Exercise directions
All the entries that follow must be written out again exactly.

[Dataset entries]
__________

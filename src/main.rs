//! Wumpus Agent - play one map and print the trace
//!
//! Usage: `wumpus-agent <map.toml> [--config agent.toml] [--json out.json]`

use std::fs;
use std::path::PathBuf;

use clap::Parser;

use wumpus_agent::core::constants::DEFAULT_MAX_TURNS;
use wumpus_agent::core::error::Result;
use wumpus_agent::core::load_agent_config;
use wumpus_agent::trial::run_seeded_episode;
use wumpus_agent::world::load_world_map;

#[derive(Parser, Debug)]
#[command(name = "wumpus-agent")]
#[command(about = "Run the agent on a single map")]
struct Args {
    /// Map file (TOML)
    map: PathBuf,

    /// Agent config (TOML); derived from the map when omitted
    #[arg(long)]
    config: Option<PathBuf>,

    /// Tell the agent how many pits the map holds
    #[arg(long)]
    disclose_pits: bool,

    /// Maximum turns before giving up
    #[arg(long, default_value_t = DEFAULT_MAX_TURNS)]
    max_turns: u32,

    /// Seed for wumpus wandering
    #[arg(long, default_value_t = 0)]
    seed: u64,

    /// Write the full episode record as JSON
    #[arg(long)]
    json: Option<PathBuf>,
}

fn main() -> Result<()> {
    tracing_subscriber::fmt()
        .with_env_filter(
            tracing_subscriber::EnvFilter::try_from_default_env()
                .unwrap_or_else(|_| tracing_subscriber::EnvFilter::new("wumpus_agent=info")),
        )
        .init();

    let args = Args::parse();

    let map = load_world_map(&args.map)?;
    let config = match &args.config {
        Some(path) => load_agent_config(path)?,
        None => map.agent_config(args.disclose_pits),
    };

    println!("{}", map.render());
    let record = run_seeded_episode(&map, &config, args.max_turns, args.seed)?;

    for snapshot in &record.trace {
        println!("{}", snapshot.describe());
    }
    println!();
    println!(
        "Outcome: {:?}  score {}  turns {}",
        record.outcome, record.score, record.turns
    );

    if let Some(path) = &args.json {
        fs::write(path, record.to_json())?;
        tracing::info!(path = %path.display(), "episode written");
    }

    Ok(())
}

__________

Solution to this task
filename src/main.rs
//! Wumpus Agent - play one map and print the trace
//!
//! Usage: `wumpus-agent <map.toml> [--config agent.toml] [--json out.json]`

use std::fs;
use std::path::PathBuf;

use clap::Parser;

use wumpus_agent::core::constants::DEFAULT_MAX_TURNS;
use wumpus_agent::core::error::Result;
use wumpus_agent::core::load_agent_config;
use wumpus_agent::trial::run_seeded_episode;
use wumpus_agent::world::load_world_map;

#[derive(Parser, Debug)]
#[command(name = "wumpus-agent")]
#[command(about = "Run the agent on a single map")]
struct Args {
    /// Map file (TOML)
    map: PathBuf,

    /// Agent config (TOML); derived from the map when omitted
    #[arg(long)]
    config: Option<PathBuf>,

    /// Tell the agent how many pits the map holds
    #[arg(long)]
    disclose_pits: bool,

    /// Maximum turns before giving up
    #[arg(long, default_value_t = DEFAULT_MAX_TURNS)]
    max_turns: u32,

    /// Seed for wumpus wandering
    #[arg(long, default_value_t = 0)]
    seed: u64,

    /// Write the full episode record as JSON
    #[arg(long)]
    json: Option<PathBuf>,
}

fn main() -> Result<()> {
    tracing_subscriber::fmt()
        .with_env_filter(
            tracing_subscriber::EnvFilter::try_from_default_env()
                .unwrap_or_else(|_| tracing_subscriber::EnvFilter::new("wumpus_agent=info")),
        )
        .init();

    let args = Args::parse();

    let map = load_world_map(&args.map)?;
    let config = match &args.config {
        Some(path) => load_agent_config(path)?,
        None => map.agent_config(args.disclose_pits),
    };

    println!("{}", map.render());
    let record = run_seeded_episode(&map, &config, args.max_turns, args.seed)?;

    for snapshot in &record.trace {
        println!("{}", snapshot.describe());
    }
    println!();
    println!(
        "Outcome: {:?}  score {}  turns {}",
        record.outcome, record.score, record.turns
    );

    if let Some(path) = &args.json {
        fs::write(path, record.to_json())?;
        tracing::info!(path = %path.display(), "episode written");
    }

    Ok(())
}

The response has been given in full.